It’s no secret (at least, not anymore) that Samsung is scrambling to diversify its mobile platform offerings. Bada, while smart, is kind of a bust, and Android is currently hanging in the balance until everyone figures out just what Googorola‘s plans are.
In the meantime, Samsung’s been a busy little bee, signing a deal with Microsoft to cross-license patents in exchange for Android royalties and collaboration on Windows Phone. But that’s not all. In conjunction with Intel, Samsung is backing the launch of a new open source Linux-based OS called Tizen, which will inevitably replace the recently abandoned MeeGo platform.
Hosted by the Linux Foundation, Tizen is meant for smartphones, tablets, smart TVs, netbooks, and ICE systems, and should be ready to go (both in OS and SDK form) by the first quarter of 2012. Big name members of the Linux Foundation include Fujitsu, Panasonic, NEC, Motorola, and ARM, though it’s unclear who will play a major role outside of Intel and Samsung.
With the new Tizen OS being open source and based on Linux (just like MeeGo), Intel’s Director of Open Source Technology Imad Sousou brings up a wonderful question: “Why not just evolve MeeGo?” In a blog post on the matter, he goes into detail.
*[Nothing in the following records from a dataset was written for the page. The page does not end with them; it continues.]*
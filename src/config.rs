//! TOML configuration.
//!
//! A single [`Config`] is loaded at startup and handed to the constructors
//! that need it; nothing reads configuration from global state afterwards.
//! Secrets are never stored in the file: the `api_key_env` fields name the
//! environment variable the credential is read from when an adapter is built.

use anyhow::{bail, Context, Result};
use serde::Deserialize;
use std::path::{Path, PathBuf};

use crate::index::Metric;

#[derive(Debug, Deserialize, Clone)]
pub struct Config {
    pub index: IndexConfig,
    #[serde(default)]
    pub chunking: ChunkingConfig,
    #[serde(default)]
    pub retrieval: RetrievalConfig,
    pub embedding: EmbeddingConfig,
    #[serde(default)]
    pub llm: LlmConfig,
    #[serde(default)]
    pub loader: LoaderConfig,
    #[serde(default)]
    pub chat: ChatConfig,
}

#[derive(Debug, Deserialize, Clone)]
pub struct IndexConfig {
    pub path: PathBuf,
    #[serde(default)]
    pub metric: Metric,
}

#[derive(Debug, Deserialize, Clone)]
pub struct ChunkingConfig {
    #[serde(default = "default_chunk_size")]
    pub chunk_size: usize,
    #[serde(default = "default_chunk_overlap")]
    pub chunk_overlap: usize,
    /// An empty string disables separator-aware cuts.
    #[serde(default = "default_separator")]
    pub separator: Option<String>,
}

impl Default for ChunkingConfig {
    fn default() -> Self {
        Self {
            chunk_size: default_chunk_size(),
            chunk_overlap: default_chunk_overlap(),
            separator: default_separator(),
        }
    }
}

fn default_chunk_size() -> usize {
    1000
}
fn default_chunk_overlap() -> usize {
    150
}
fn default_separator() -> Option<String> {
    Some("\n".to_string())
}

#[derive(Debug, Deserialize, Clone)]
pub struct RetrievalConfig {
    #[serde(default = "default_k")]
    pub k: usize,
}

impl Default for RetrievalConfig {
    fn default() -> Self {
        Self { k: default_k() }
    }
}

fn default_k() -> usize {
    6
}

#[derive(Debug, Deserialize, Clone)]
pub struct EmbeddingConfig {
    #[serde(default = "default_embedding_provider")]
    pub provider: String,
    #[serde(default = "default_embedding_model")]
    pub model: String,
    pub dims: usize,
    /// Base URL of the service; provider default when unset.
    #[serde(default)]
    pub url: Option<String>,
    #[serde(default = "default_api_key_env")]
    pub api_key_env: String,
    #[serde(default = "default_batch_size")]
    pub batch_size: usize,
    #[serde(default = "default_concurrency")]
    pub concurrency: usize,
    #[serde(default = "default_timeout_secs")]
    pub timeout_secs: u64,
    /// Opt-in caller-side retries; 0 disables.
    #[serde(default)]
    pub max_retries: u32,
}

fn default_embedding_provider() -> String {
    "openai".to_string()
}
fn default_embedding_model() -> String {
    "text-embedding-3-small".to_string()
}
fn default_api_key_env() -> String {
    "OPENAI_API_KEY".to_string()
}
fn default_batch_size() -> usize {
    64
}
fn default_concurrency() -> usize {
    4
}
fn default_timeout_secs() -> u64 {
    30
}

#[derive(Debug, Deserialize, Clone)]
pub struct LlmConfig {
    #[serde(default = "default_llm_provider")]
    pub provider: String,
    #[serde(default = "default_llm_model")]
    pub model: String,
    #[serde(default)]
    pub url: Option<String>,
    #[serde(default = "default_api_key_env")]
    pub api_key_env: String,
    #[serde(default)]
    pub temperature: Option<f32>,
    #[serde(default)]
    pub max_tokens: Option<u32>,
    #[serde(default = "default_llm_timeout_secs")]
    pub timeout_secs: u64,
}

impl Default for LlmConfig {
    fn default() -> Self {
        Self {
            provider: default_llm_provider(),
            model: default_llm_model(),
            url: None,
            api_key_env: default_api_key_env(),
            temperature: None,
            max_tokens: None,
            timeout_secs: default_llm_timeout_secs(),
        }
    }
}

fn default_llm_provider() -> String {
    "openai".to_string()
}
fn default_llm_model() -> String {
    "gpt-3.5-turbo-0125".to_string()
}
fn default_llm_timeout_secs() -> u64 {
    120
}

#[derive(Debug, Deserialize, Clone)]
pub struct LoaderConfig {
    #[serde(default = "default_include_globs")]
    pub include_globs: Vec<String>,
    #[serde(default)]
    pub exclude_globs: Vec<String>,
}

impl Default for LoaderConfig {
    fn default() -> Self {
        Self {
            include_globs: default_include_globs(),
            exclude_globs: Vec::new(),
        }
    }
}

fn default_include_globs() -> Vec<String> {
    vec![
        "**/*.pdf".to_string(),
        "**/*.txt".to_string(),
        "**/*.md".to_string(),
    ]
}

#[derive(Debug, Deserialize, Clone)]
pub struct ChatConfig {
    /// Rewrite follow-up questions into standalone ones using the history.
    #[serde(default = "default_rewrite_history")]
    pub rewrite_history: bool,
}

impl Default for ChatConfig {
    fn default() -> Self {
        Self {
            rewrite_history: default_rewrite_history(),
        }
    }
}

fn default_rewrite_history() -> bool {
    true
}

/// Read the credential named by `env_var`.
///
/// Called once when an adapter is constructed; the value is then owned by
/// the adapter.
pub fn resolve_api_key(env_var: &str) -> Result<String> {
    match std::env::var(env_var) {
        Ok(key) if !key.is_empty() => Ok(key),
        _ => bail!("{} environment variable not set", env_var),
    }
}

pub fn load_config(path: &Path) -> Result<Config> {
    let content = std::fs::read_to_string(path)
        .with_context(|| format!("Failed to read config file: {}", path.display()))?;
    parse_config(&content)
}

/// Parse and validate configuration from TOML text.
pub fn parse_config(content: &str) -> Result<Config> {
    let config: Config = toml::from_str(content).with_context(|| "Failed to parse config file")?;

    // Validate chunking
    if config.chunking.chunk_size == 0 {
        bail!("chunking.chunk_size must be > 0");
    }
    if config.chunking.chunk_overlap >= config.chunking.chunk_size {
        bail!(
            "chunking.chunk_overlap ({}) must be less than chunking.chunk_size ({})",
            config.chunking.chunk_overlap,
            config.chunking.chunk_size
        );
    }

    // Validate retrieval
    if config.retrieval.k == 0 {
        bail!("retrieval.k must be >= 1");
    }

    // Validate embedding
    if config.embedding.dims == 0 {
        bail!("embedding.dims must be > 0");
    }
    if config.embedding.batch_size == 0 {
        bail!("embedding.batch_size must be > 0");
    }
    if config.embedding.concurrency == 0 {
        bail!("embedding.concurrency must be > 0");
    }
    match config.embedding.provider.as_str() {
        "openai" | "ollama" => {}
        other => bail!(
            "Unknown embedding provider: '{}'. Must be openai or ollama.",
            other
        ),
    }

    // Validate llm
    match config.llm.provider.as_str() {
        "openai" | "ollama" => {}
        other => bail!(
            "Unknown llm provider: '{}'. Must be openai or ollama.",
            other
        ),
    }
    if let Some(t) = config.llm.temperature {
        if !(0.0..=2.0).contains(&t) {
            bail!("llm.temperature must be in [0.0, 2.0]");
        }
    }

    Ok(config)
}

#[cfg(test)]
mod tests {
    use super::*;

    const MINIMAL: &str = r#"
[index]
path = "data/voynich.index"

[embedding]
dims = 1536
"#;

    #[test]
    fn test_minimal_config_defaults() {
        let cfg = parse_config(MINIMAL).unwrap();
        assert_eq!(cfg.index.metric, Metric::Euclidean);
        assert_eq!(cfg.chunking.chunk_size, 1000);
        assert_eq!(cfg.chunking.chunk_overlap, 150);
        assert_eq!(cfg.chunking.separator.as_deref(), Some("\n"));
        assert_eq!(cfg.retrieval.k, 6);
        assert_eq!(cfg.embedding.provider, "openai");
        assert_eq!(cfg.embedding.model, "text-embedding-3-small");
        assert_eq!(cfg.embedding.max_retries, 0);
        assert_eq!(cfg.llm.model, "gpt-3.5-turbo-0125");
        assert!(cfg.chat.rewrite_history);
    }

    #[test]
    fn test_overlap_must_be_below_size() {
        let text = format!("{}\n[chunking]\nchunk_size = 100\nchunk_overlap = 100\n", MINIMAL);
        let err = parse_config(&text).unwrap_err();
        assert!(err.to_string().contains("chunk_overlap"));
    }

    #[test]
    fn test_unknown_provider_rejected() {
        let text = r#"
[index]
path = "x"

[embedding]
provider = "carrier-pigeon"
dims = 8
"#;
        assert!(parse_config(text).is_err());
    }

    #[test]
    fn test_metric_parsing() {
        let text = r#"
[index]
path = "x"
metric = "inner_product"

[embedding]
dims = 8
"#;
        let cfg = parse_config(text).unwrap();
        assert_eq!(cfg.index.metric, Metric::InnerProduct);
    }
}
We believe the future belongs to HTML5-based applications, outside of a relatively small percentage of apps, and we are firmly convinced that our investment needs to shift toward HTML5. Shifting to HTML5 doesn’t just mean slapping a web runtime on an existing Linux, even one aimed at mobile, as MeeGo has been. Emphasizing HTML5 means that APIs not visible to HTML5 programmers need not be as rigid, and can evolve with platform technology and can vary by market segment.
A question worth asking is what happens to new owners of the only MeeGo-powered phone out there, the Nokia N9. The answer, however, is a bit unclear. First, Intel promised to continue the development of MeeGo with updates already in the pipeline. But early this month, reports circulated that Intel would indeed kill MeeGo development “temporarily.” But Sousou has a response: “Over the next couple of months, we will be working very hard to make sure that users of MeeGo can easily transition to Tizen, and I will be working even harder to make sure that developers of MeeGo can also transition to Tizen.”
Another question is what happens to Bada? Samsung already has Android, Windows Phone 7 (which should become more prominent to the phone maker after the aforementioned licensing deal) and now Tizen. Diversity is a great thing, but no one ever benefited from spreading themselves too thin.